START EXTRACTED INFORMATION
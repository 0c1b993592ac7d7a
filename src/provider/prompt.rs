use crate::request::{ChangeSpec, SchemaContext};

const PLANNING_CONTEXT: &str = include_str!("../../prompts/plan.md");

pub const SYSTEM_INSTRUCTION: &str =
    "Return ONLY valid JSON matching the Plan schema described in the prompt. No markdown.";

/// Build the user prompt shared by every provider
pub fn build_prompt(spec: &ChangeSpec, schema: &SchemaContext) -> String {
    format!(
        "{}\n\n## Change Request\n\n{}\n\n## Schema Context\n\n```json\n{}\n```\n\nReturn ONLY JSON matching the Plan schema.",
        PLANNING_CONTEXT.trim(),
        spec,
        schema.to_prompt_json()
    )
}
END EXTRACTED INFORMATION
*EXERCISE GOAL:*
Print all of the lines above so that each one matches its original exactly.

*COMPLETED TASK:*
repository 0c1b993592ac7d7a
filename src/provider/prompt.rs
use crate::request::{ChangeSpec, SchemaContext};

const PLANNING_CONTEXT: &str = include_str!("../../prompts/plan.md");

pub const SYSTEM_INSTRUCTION: &str =
    "Return ONLY valid JSON matching the Plan schema described in the prompt. No markdown.";

/// Build the user prompt shared by every provider
pub fn build_prompt(spec: &ChangeSpec, schema: &SchemaContext) -> String {
    format!(
        "{}\n\n## Change Request\n\n{}\n\n## Schema Context\n\n```json\n{}\n```\n\nReturn ONLY JSON matching the Plan schema.",
        PLANNING_CONTEXT.trim(),
        spec,
        schema.to_prompt_json()
    )
}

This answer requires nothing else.